Lupita Nyong'o, Chadwick Boseman and Danai Gurira in 2018's "Black Panther."

Editor’s Note: The following contains spoilers about “Black Panther: Wakanda Forever.”

CNN  — 

“Black Panther: Wakanda Forever” deftly completes the difficult task of continuing the franchise without its star, Chadwick Boseman, sensitively acknowledging his death by killing off the character of King T’Challa.

In the process, the Marvel blockbuster also makes a case for recasting when an actor dies or opts to move on, a once-standard practice that has increasingly been sidestepped and avoided by filling roles with digital wizardry or awkwardly rewriting storylines.

If the desire is to soften the blow for audiences, to spare them the mental leap required to accept a new performer in place of beloved or familiar one, the shift has done them a disservice. Indeed, there’s something almost insulting about treating fans as if they can’t handle the make-believe aspects of their favorite stories and adapt to embrace (or at least accept) new faces who are, after all, acting.

Marvel Studios chief Kevin Feige addressed the dilemma, saying it was “too soon” to replace Boseman. Writing around his absence isn’t the first time that a fantasy story has been changed to accommodate a tragic loss. In the case of the most recent “Star Wars” trilogy, the producers cobbled together Princess Leia’s part using a mix of unused footage and digital trickery, seeking to avoid replacing Carrie Fisher given her 40-year affiliation with the role.

Noting that filmmakers faced only bad options, director J.J. Abrams described the process involving Leia as “figuring out how to create the puzzle based on the pieces we had” when the final sequel, “The Rise of Skywalker,” hit theaters in 2019.

Since then, Mark Hamill was magically de-aged for a cameo in “The Mandalorian,” and other lesser “Star Wars” players, like Grand Moff Tarkin (played by Peter Cushing, who died in 1994), have been similarly revived for different projects. Harold Ramis, meanwhile, was posthumously incorporated into “Ghostbusters: Afterlife,” although somewhat more organically, as a ghost.

The death of Carrie Fisher (right) created "an impossible question" for the producers of "Star Wars: The Rise of Skywalker."

As common as the practice has become, it’s worth noting that it wasn’t always this way. When Richard Harris died after “Harry Potter and the Chamber of Secrets,” Michael Gambon seamlessly took up Dumbledore’s wand. And of course, characters like James Bond and Doctor Who regularly give way to new incarnations, with varying degrees of success, without derailing those decades-old franchises.

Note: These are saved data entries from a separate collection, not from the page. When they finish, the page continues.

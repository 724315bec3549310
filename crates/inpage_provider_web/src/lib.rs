//! Browser adapters for the in-page wallet provider.
//!
//! Implements the core crate's host traits against `window`: a global binder that builds
//! `Proxy` façades for the provider and the legacy `web3` shim, a duplex-stream transport, and
//! an event-loop spawner. On `wasm32` the crate also exports `initializeProvider` and
//! `createProvider` to page scripts. Non-wasm targets compile the same API against a fallback
//! that reports the host as unavailable.

#![warn(missing_docs, rustdoc::broken_intra_doc_links)]

pub mod binder;
pub mod spawner;
pub mod stream;

mod interop;

#[cfg(target_arch = "wasm32")]
pub mod decode;
#[cfg(target_arch = "wasm32")]
mod entry;

pub use binder::{browser_environment, WindowEnvironmentBinder};
pub use spawner::BrowserSpawner;
pub use stream::DuplexStreamTransport;
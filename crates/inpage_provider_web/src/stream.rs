//! Node-style duplex stream transport.

use inpage_provider::{ProviderTransport, RpcRequest, TransportCapabilities, TransportFuture};
use serde_json::Value;
use wasm_bindgen::JsValue;

use crate::interop;

#[derive(Debug, Clone)]
/// Transport over a page-supplied duplex stream.
///
/// Requests are written as JSON-RPC payloads, framed as `{ name, data }` when a sub-stream name
/// is configured. Response routing belongs to the wallet's multiplexing engine, so a send
/// resolves once the stream accepts the write.
pub struct DuplexStreamTransport {
    stream: JsValue,
    stream_name: Option<String>,
}

impl DuplexStreamTransport {
    /// Wraps `stream`, optionally framing writes for the named sub-stream.
    pub fn new(stream: JsValue, stream_name: Option<String>) -> Self {
        Self {
            stream,
            stream_name,
        }
    }

    /// Configured sub-stream name.
    pub fn stream_name(&self) -> Option<&str> {
        self.stream_name.as_deref()
    }
}

impl ProviderTransport for DuplexStreamTransport {
    fn capabilities(&self) -> TransportCapabilities {
        interop::stream_capabilities(&self.stream)
    }

    fn send<'a>(&'a self, request: RpcRequest) -> TransportFuture<'a, Result<Value, String>> {
        Box::pin(async move {
            interop::write_rpc(&self.stream, self.stream_name.as_deref(), &request).await
        })
    }
}
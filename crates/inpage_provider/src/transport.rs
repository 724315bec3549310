//! Transport capability contracts.
//!
//! The transport is the only channel into the wallet. The JSON-RPC engine that multiplexes it
//! lives behind [`ProviderTransport::send`]; this crate only checks the channel's capabilities
//! and forwards validated requests.

use std::{cell::RefCell, future::Future, pin::Pin, rc::Rc};

use serde::{Deserialize, Serialize};
use serde_json::Value;

/// Object-safe boxed future used by [`ProviderTransport`].
pub type TransportFuture<'a, T> = Pin<Box<dyn Future<Output = T> + 'a>>;

/// Capability snapshot of a bidirectional stream.
#[derive(Debug, Clone, Copy, PartialEq, Eq, Default)]
pub struct TransportCapabilities {
    /// Incoming messages can be read.
    pub readable: bool,
    /// Outgoing messages can be written.
    pub writable: bool,
}

impl TransportCapabilities {
    /// Fully capable duplex stream.
    pub const fn duplex() -> Self {
        Self {
            readable: true,
            writable: true,
        }
    }

    /// Returns whether both directions are available.
    pub const fn is_duplex(self) -> bool {
        self.readable && self.writable
    }
}

/// JSON-RPC request forwarded to the transport.
#[derive(Debug, Clone, PartialEq, Serialize, Deserialize)]
pub struct RpcRequest {
    /// Protocol version tag.
    pub jsonrpc: String,
    /// Monotonic request id, unique per provider.
    pub id: u64,
    /// RPC method name.
    pub method: String,
    /// Positional or named params.
    #[serde(default, skip_serializing_if = "Option::is_none")]
    pub params: Option<Value>,
}

impl RpcRequest {
    /// Builds a JSON-RPC 2.0 request.
    pub fn new(id: u64, method: impl Into<String>, params: Option<Value>) -> Self {
        Self {
            jsonrpc: "2.0".to_string(),
            id,
            method: method.into(),
            params,
        }
    }
}

/// Bidirectional stream into the wallet.
pub trait ProviderTransport {
    /// Reports which directions this stream supports.
    fn capabilities(&self) -> TransportCapabilities;

    /// Sends one request and resolves with its result.
    fn send<'a>(&'a self, request: RpcRequest) -> TransportFuture<'a, Result<Value, String>>;
}

#[derive(Debug, Clone)]
/// In-memory transport that records requests and answers from a fixed outcome.
pub struct MemoryTransport {
    capabilities: TransportCapabilities,
    outcome: Result<Value, String>,
    sent: Rc<RefCell<Vec<RpcRequest>>>,
}

impl Default for MemoryTransport {
    fn default() -> Self {
        Self {
            capabilities: TransportCapabilities::duplex(),
            outcome: Ok(Value::Null),
            sent: Rc::new(RefCell::new(Vec::new())),
        }
    }
}

impl MemoryTransport {
    /// Transport advertising `capabilities`.
    pub fn with_capabilities(capabilities: TransportCapabilities) -> Self {
        Self {
            capabilities,
            ..Self::default()
        }
    }

    /// Transport that fails every request with `error`.
    pub fn failing(error: impl Into<String>) -> Self {
        Self {
            outcome: Err(error.into()),
            ..Self::default()
        }
    }

    /// Returns every request sent so far.
    pub fn sent(&self) -> Vec<RpcRequest> {
        self.sent.borrow().clone()
    }
}

impl ProviderTransport for MemoryTransport {
    fn capabilities(&self) -> TransportCapabilities {
        self.capabilities
    }

    fn send<'a>(&'a self, request: RpcRequest) -> TransportFuture<'a, Result<Value, String>> {
        Box::pin(async move {
            self.sent.borrow_mut().push(request);
            self.outcome.clone()
        })
    }
}

#[cfg(test)]
mod tests {
    use futures::executor::block_on;
    use serde_json::json;

    use super::*;

    #[test]
    fn duplex_requires_both_directions() {
        assert!(TransportCapabilities::duplex().is_duplex());
        assert!(!TransportCapabilities {
            readable: true,
            writable: false
        }
        .is_duplex());
        assert!(!TransportCapabilities::default().is_duplex());
    }

    #[test]
    fn request_serializes_without_absent_params() {
        let raw = serde_json::to_value(RpcRequest::new(7, "eth_chainId", None)).expect("json");
        assert_eq!(raw, json!({"jsonrpc": "2.0", "id": 7, "method": "eth_chainId"}));
    }

    #[test]
    fn memory_transport_records_and_answers() {
        let transport = MemoryTransport::failing("offline");
        let transport_obj: &dyn ProviderTransport = &transport;

        let result = block_on(transport_obj.send(RpcRequest::new(1, "net_version", None)));
        assert_eq!(result, Err("offline".to_string()));
        assert_eq!(transport.sent().len(), 1);
        assert_eq!(transport.sent()[0].method, "net_version");
    }
}
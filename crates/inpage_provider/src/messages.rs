//! Diagnostic message catalog.
//!
//! Every user-visible string the provider emits lives here, keyed by kind plus positional
//! arguments. Components consume the catalog; they never format diagnostics inline.

use serde_json::Value;

use crate::options::ReceivedValue;

/// Renders a raw received value the way diagnostics echo it back.
///
/// Strings are single-quoted so `'10'` and `10` stay distinguishable; absent values render as
/// `undefined` and non-finite numbers as `NaN`, `Infinity` or `-Infinity`.
pub fn render_received(value: Option<&ReceivedValue>) -> String {
    match value {
        None => "undefined".to_string(),
        Some(ReceivedValue::Json(Value::String(text))) => format!("'{text}'"),
        Some(ReceivedValue::Json(other)) => other.to_string(),
        Some(ReceivedValue::NonFinite(number)) if number.is_nan() => "NaN".to_string(),
        Some(ReceivedValue::NonFinite(number)) if *number < 0.0 => "-Infinity".to_string(),
        Some(ReceivedValue::NonFinite(_)) => "Infinity".to_string(),
    }
}

/// Error-kind messages.
pub mod errors {
    use super::render_received;
    use crate::options::ReceivedValue;

    /// The provider lost its chain connection but is retrying.
    pub fn disconnected() -> String {
        "ezDeFi: Disconnected from chain. Attempting to connect.".to_string()
    }

    /// The background connection is gone for good.
    pub fn permanently_disconnected() -> String {
        "ezDeFi: Disconnected from ezDeFi background. Page reload required.".to_string()
    }

    /// The transport does not satisfy the duplex stream capability.
    pub fn invalid_duplex_stream() -> String {
        "Must provide a Node.js-style duplex stream.".to_string()
    }

    /// The options bag or its typed fields were malformed.
    pub fn invalid_options(
        max_event_listeners: Option<&ReceivedValue>,
        should_send_metadata: Option<&ReceivedValue>,
    ) -> String {
        format!(
            "Invalid options. Received: {{ maxEventListeners: {}, shouldSendMetadata: {} }}",
            render_received(max_event_listeners),
            render_received(should_send_metadata),
        )
    }

    /// `request` was called with something other than a single object argument.
    pub fn invalid_request_args() -> String {
        "Expected a single, non-array, object argument.".to_string()
    }

    /// `request` was called without a usable method name.
    pub fn invalid_request_method() -> String {
        "'args.method' must be a non-empty string.".to_string()
    }

    /// `request` was called with params that are neither an object nor an array.
    pub fn invalid_request_params() -> String {
        "'args.params' must be an object or array if provided.".to_string()
    }

    /// A logger was supplied but it is not an object.
    pub fn invalid_logger_object() -> String {
        "'args.logger' must be an object if provided.".to_string()
    }

    /// A supplied logger lacks a callable required method.
    pub fn invalid_logger_method(method: &str) -> String {
        format!("'args.logger' must include required method '{method}'.")
    }

    /// The page touched a `web3` property the shim does not provide.
    pub fn web3_not_injected() -> String {
        "ezDeFi no longer injects web3. For details, see: https://docs.metamask.io/guide/provider-migration.html#replacing-window-web3".to_string()
    }
}

/// Info-kind messages.
pub mod info {
    /// The provider connected to a chain.
    pub fn connected(chain_id: &str) -> String {
        format!("ezDeFi: Connected to chain with ID \"{chain_id}\".")
    }

    /// The global provider slot was already populated and is being replaced.
    pub fn replacing_global_provider(slot: &str) -> String {
        format!("ezDeFi: Replacing existing window.{slot} provider.")
    }
}

/// Warning-kind messages.
pub mod warnings {
    /// First read of `web3.currentProvider` on the shim.
    pub const WEB3_CURRENT_PROVIDER_ACCESS: &str = "You are accessing the ezDeFi window.web3.currentProvider shim. This property is deprecated; use window.ethereum instead. For details, see: https://docs.metamask.io/guide/provider-migration.html#replacing-window-web3";

    /// Any write to the shim.
    pub const WEB3_SHIM_WRITE: &str = "You are accessing the ezDeFi window.web3 shim. This object is deprecated; use window.ethereum instead. For details, see: https://docs.metamask.io/guide/provider-migration.html#replacing-window-web3";
}

/// Debug-kind messages.
pub mod debug {
    /// The shim usage report could not be delivered.
    pub fn web3_shim_usage_failed(cause: &str) -> String {
        format!("ezDeFi: Failed to log web3 shim usage. {cause}")
    }
}

#[cfg(test)]
mod tests {
    use serde_json::json;

    use super::*;

    #[test]
    fn invalid_options_echoes_both_received_values() {
        let message = errors::invalid_options(
            Some(&json!(10).into()),
            Some(&Value::String("foo".into()).into()),
        );
        assert_eq!(
            message,
            "Invalid options. Received: { maxEventListeners: 10, shouldSendMetadata: 'foo' }"
        );
    }

    #[test]
    fn absent_and_null_values_render_distinctly() {
        assert_eq!(render_received(None), "undefined");
        assert_eq!(render_received(Some(&Value::Null.into())), "null");
        assert_eq!(render_received(Some(&json!(true).into())), "true");
    }

    #[test]
    fn non_finite_numbers_render_like_the_page_sees_them() {
        assert_eq!(render_received(Some(&ReceivedValue::from(f64::NAN))), "NaN");
        assert_eq!(
            render_received(Some(&ReceivedValue::from(f64::INFINITY))),
            "Infinity"
        );
        assert_eq!(
            render_received(Some(&ReceivedValue::from(f64::NEG_INFINITY))),
            "-Infinity"
        );
        assert_eq!(render_received(Some(&ReceivedValue::from(2.5))), "2.5");
    }

    #[test]
    fn logger_method_message_names_the_method() {
        assert_eq!(
            errors::invalid_logger_method("warn"),
            "'args.logger' must include required method 'warn'."
        );
    }
}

To be fair, “Wakanda Forever” does as well and probably better than should have been expected under such trying circumstances. Still, there’s no denying that T’Challa’s death, and its reminder of Boseman’s, introduces a somber chord into this superhero fantasy, and that nobody would have chosen to proceed without him had the real world not intervened.

Arguably, the puzzle analogy regarding Leia deprived the character of the enhanced part she should have occupied in “The Rise of Skywalker,” based on Harrison Ford and Hamill’s contributions to “The Force Awakens” and ‘The Last Jedi,” respectively.

Despite improvements in digital technology, there’s also often a soullessness to these computer-generated replicants relative to what a flesh-and-blood performer can bring to the role.

Building elements of the movie around existing material was clearly limiting, which points to what should be the bottom-line consideration: If the creators are forced to go in markedly different storytelling and plot directions than they otherwise would have, then recasting is the most logical alternative.

That’s not to say any resolution is going to be perfect when faced with what Abrams called “the impossible question.” But the benefits of establishing a new actor in a pivotal role outweigh whatever discomfort stems from introducing a new T’Challa, just like the new Bonds and Whos and Dumbledores that came before, and does nothing to undermine honoring memories of them.

The question might well be impossible, but the answer is right there, and rooted in screen history. It just requires trusting the audience enough to choose it.